==== Extracted material

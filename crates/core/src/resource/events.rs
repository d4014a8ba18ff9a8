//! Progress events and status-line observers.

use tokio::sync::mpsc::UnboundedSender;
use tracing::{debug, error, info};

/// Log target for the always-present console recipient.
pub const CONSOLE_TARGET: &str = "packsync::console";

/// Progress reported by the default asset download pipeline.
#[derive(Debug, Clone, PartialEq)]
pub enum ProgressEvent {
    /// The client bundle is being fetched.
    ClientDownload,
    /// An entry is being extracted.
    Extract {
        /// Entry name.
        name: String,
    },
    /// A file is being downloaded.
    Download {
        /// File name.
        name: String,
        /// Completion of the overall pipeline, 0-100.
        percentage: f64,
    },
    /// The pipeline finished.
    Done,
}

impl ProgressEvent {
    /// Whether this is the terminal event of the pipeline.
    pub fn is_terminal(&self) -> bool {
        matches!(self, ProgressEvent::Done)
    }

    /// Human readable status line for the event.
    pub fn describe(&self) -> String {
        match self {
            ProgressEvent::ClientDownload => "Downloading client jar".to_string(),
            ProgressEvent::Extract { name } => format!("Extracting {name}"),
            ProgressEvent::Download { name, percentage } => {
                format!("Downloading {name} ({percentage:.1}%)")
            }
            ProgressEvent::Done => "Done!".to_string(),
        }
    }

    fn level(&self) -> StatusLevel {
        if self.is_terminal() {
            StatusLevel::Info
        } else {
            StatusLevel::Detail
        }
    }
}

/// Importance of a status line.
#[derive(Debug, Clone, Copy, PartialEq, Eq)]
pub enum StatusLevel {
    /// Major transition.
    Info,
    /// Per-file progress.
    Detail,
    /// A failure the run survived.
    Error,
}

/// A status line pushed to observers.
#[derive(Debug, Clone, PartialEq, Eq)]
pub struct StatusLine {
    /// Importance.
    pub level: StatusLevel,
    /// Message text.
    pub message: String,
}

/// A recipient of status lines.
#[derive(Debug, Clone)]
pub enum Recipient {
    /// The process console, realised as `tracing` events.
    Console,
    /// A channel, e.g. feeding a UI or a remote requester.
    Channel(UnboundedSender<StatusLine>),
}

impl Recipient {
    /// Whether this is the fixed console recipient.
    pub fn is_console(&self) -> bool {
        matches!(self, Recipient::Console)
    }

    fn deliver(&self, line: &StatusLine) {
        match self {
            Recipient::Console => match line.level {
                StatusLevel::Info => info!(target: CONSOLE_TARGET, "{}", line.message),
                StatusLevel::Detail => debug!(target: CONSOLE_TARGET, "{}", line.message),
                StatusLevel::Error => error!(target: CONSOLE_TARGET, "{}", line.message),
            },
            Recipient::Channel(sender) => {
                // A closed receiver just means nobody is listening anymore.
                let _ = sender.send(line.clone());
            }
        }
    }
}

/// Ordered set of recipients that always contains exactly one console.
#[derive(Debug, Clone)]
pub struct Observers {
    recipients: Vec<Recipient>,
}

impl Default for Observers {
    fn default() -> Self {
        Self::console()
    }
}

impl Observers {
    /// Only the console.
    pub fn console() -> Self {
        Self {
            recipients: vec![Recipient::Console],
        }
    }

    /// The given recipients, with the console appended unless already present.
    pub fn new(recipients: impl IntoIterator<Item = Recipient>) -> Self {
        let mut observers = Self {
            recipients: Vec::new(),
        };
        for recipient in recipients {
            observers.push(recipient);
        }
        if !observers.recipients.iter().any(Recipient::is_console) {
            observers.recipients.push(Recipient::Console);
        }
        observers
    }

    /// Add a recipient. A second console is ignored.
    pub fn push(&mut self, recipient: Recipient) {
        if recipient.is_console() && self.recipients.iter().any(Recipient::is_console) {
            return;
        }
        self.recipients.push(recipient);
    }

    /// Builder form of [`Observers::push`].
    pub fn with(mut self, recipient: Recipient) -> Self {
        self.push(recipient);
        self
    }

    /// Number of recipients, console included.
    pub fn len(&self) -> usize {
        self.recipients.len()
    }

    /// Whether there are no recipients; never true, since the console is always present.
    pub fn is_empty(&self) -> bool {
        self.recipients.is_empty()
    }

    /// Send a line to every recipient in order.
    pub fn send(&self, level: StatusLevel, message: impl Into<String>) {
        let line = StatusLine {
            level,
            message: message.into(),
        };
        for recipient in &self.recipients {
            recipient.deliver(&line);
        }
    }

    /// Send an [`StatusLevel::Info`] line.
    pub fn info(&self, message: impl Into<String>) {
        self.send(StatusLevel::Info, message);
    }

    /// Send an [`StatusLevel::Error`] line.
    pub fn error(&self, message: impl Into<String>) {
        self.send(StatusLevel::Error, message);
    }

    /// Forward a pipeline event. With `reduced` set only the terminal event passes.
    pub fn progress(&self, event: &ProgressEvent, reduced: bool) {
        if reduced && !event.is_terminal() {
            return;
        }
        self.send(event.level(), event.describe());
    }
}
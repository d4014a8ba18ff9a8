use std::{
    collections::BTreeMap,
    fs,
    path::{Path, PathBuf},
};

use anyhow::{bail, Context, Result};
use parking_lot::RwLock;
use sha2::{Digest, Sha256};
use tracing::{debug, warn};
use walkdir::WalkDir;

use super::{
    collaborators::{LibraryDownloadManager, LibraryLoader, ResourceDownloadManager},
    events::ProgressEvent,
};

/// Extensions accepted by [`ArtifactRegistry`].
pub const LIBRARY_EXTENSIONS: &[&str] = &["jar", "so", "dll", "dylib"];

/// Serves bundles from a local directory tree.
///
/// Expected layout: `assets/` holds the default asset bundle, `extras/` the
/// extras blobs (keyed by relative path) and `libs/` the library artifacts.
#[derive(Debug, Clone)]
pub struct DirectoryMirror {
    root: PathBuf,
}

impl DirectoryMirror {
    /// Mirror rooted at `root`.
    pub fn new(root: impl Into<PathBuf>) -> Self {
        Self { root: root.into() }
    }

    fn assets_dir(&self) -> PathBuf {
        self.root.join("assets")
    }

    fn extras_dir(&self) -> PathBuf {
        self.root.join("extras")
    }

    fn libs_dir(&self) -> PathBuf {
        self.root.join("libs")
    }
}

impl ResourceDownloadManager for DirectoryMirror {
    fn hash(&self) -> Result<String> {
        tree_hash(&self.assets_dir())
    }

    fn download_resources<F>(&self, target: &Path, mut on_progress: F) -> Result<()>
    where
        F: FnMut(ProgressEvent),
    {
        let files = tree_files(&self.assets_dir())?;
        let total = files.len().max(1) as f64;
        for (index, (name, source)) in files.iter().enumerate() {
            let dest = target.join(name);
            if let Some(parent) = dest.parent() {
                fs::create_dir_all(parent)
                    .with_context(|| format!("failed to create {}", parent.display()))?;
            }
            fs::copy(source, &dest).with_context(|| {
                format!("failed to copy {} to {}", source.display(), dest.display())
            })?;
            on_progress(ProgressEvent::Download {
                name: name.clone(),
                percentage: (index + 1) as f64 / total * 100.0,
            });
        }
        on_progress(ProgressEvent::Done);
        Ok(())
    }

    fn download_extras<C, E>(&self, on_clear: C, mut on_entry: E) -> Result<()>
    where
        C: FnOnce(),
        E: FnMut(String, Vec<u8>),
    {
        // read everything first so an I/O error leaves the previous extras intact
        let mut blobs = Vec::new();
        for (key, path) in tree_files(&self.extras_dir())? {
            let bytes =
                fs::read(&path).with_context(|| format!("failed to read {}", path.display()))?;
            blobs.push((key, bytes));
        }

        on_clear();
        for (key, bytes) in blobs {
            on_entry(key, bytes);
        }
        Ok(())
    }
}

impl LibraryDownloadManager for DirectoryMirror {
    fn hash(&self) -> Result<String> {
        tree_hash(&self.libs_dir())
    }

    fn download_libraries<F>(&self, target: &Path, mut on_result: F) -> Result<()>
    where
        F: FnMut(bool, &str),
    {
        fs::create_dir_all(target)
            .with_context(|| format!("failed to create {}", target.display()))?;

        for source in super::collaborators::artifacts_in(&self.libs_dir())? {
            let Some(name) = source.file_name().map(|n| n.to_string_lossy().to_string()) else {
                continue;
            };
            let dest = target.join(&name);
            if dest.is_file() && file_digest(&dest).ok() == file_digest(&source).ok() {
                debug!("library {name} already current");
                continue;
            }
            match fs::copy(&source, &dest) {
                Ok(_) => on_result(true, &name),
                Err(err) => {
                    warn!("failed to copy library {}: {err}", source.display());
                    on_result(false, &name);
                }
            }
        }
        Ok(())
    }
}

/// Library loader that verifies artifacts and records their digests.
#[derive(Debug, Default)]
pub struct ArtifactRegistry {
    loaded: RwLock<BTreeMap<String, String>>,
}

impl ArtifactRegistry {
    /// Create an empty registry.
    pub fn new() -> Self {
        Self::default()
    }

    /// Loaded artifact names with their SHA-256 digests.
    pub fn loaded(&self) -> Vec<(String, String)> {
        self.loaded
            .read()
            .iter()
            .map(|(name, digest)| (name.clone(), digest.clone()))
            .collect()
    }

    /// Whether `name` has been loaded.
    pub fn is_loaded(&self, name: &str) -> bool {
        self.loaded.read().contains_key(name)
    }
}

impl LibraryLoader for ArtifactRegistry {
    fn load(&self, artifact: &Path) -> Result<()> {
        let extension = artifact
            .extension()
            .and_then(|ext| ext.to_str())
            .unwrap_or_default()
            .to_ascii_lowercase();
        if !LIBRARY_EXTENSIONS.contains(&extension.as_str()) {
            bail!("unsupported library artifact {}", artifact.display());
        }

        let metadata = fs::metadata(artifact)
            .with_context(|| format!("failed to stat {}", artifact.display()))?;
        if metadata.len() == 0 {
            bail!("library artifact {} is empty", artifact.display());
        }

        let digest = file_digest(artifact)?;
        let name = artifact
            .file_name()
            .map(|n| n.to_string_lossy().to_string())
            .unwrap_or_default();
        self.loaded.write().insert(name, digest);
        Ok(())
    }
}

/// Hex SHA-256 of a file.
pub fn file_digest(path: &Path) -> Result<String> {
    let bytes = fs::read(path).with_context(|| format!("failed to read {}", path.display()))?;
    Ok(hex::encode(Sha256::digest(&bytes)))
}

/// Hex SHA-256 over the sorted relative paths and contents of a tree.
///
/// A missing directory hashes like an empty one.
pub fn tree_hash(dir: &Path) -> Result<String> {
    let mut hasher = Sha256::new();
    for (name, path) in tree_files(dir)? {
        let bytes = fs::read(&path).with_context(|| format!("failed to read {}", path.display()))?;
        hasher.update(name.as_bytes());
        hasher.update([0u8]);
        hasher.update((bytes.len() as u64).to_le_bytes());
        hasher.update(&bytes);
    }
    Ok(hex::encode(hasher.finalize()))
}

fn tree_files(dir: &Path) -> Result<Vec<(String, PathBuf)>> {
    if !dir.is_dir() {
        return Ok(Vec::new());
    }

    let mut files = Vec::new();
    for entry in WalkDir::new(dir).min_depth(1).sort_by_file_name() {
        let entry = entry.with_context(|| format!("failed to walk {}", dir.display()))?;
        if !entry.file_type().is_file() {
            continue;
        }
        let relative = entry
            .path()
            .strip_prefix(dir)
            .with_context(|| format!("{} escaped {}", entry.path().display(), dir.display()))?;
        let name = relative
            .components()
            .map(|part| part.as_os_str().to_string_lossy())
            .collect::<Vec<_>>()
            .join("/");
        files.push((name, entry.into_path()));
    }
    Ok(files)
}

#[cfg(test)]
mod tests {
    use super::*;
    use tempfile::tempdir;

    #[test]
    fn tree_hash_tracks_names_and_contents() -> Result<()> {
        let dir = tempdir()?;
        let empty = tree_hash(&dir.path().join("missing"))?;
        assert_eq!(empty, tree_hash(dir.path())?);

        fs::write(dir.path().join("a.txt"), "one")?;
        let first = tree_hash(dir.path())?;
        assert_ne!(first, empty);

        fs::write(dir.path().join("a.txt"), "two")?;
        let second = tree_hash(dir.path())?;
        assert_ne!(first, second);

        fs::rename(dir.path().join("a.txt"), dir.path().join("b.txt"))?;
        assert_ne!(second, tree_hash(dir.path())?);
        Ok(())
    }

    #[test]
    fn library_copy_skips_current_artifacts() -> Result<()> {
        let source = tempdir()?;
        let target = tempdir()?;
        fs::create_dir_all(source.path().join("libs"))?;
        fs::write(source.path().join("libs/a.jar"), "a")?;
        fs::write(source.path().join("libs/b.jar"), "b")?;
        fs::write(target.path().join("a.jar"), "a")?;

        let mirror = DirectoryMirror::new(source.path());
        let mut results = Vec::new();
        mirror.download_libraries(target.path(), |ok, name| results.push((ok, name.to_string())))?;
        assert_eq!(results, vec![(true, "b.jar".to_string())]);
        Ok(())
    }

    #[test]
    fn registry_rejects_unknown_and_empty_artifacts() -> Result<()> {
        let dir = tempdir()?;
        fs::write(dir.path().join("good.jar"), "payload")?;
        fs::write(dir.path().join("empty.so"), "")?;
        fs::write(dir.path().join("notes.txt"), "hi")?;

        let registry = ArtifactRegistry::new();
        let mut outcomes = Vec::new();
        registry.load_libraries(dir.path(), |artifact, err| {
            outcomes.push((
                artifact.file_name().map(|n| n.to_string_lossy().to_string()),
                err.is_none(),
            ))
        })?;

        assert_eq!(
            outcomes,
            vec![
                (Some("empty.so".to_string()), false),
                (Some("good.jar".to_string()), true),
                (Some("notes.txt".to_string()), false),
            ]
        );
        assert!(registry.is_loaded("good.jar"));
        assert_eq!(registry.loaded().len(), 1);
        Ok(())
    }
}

========

§ **Assignment**: Find every line in the records that contains the word "else"; copy those lines.

§ **Solution**:
        } else {
            let Some(name) = source.file_name().map(|n| n.to_string_lossy().to_string()) else {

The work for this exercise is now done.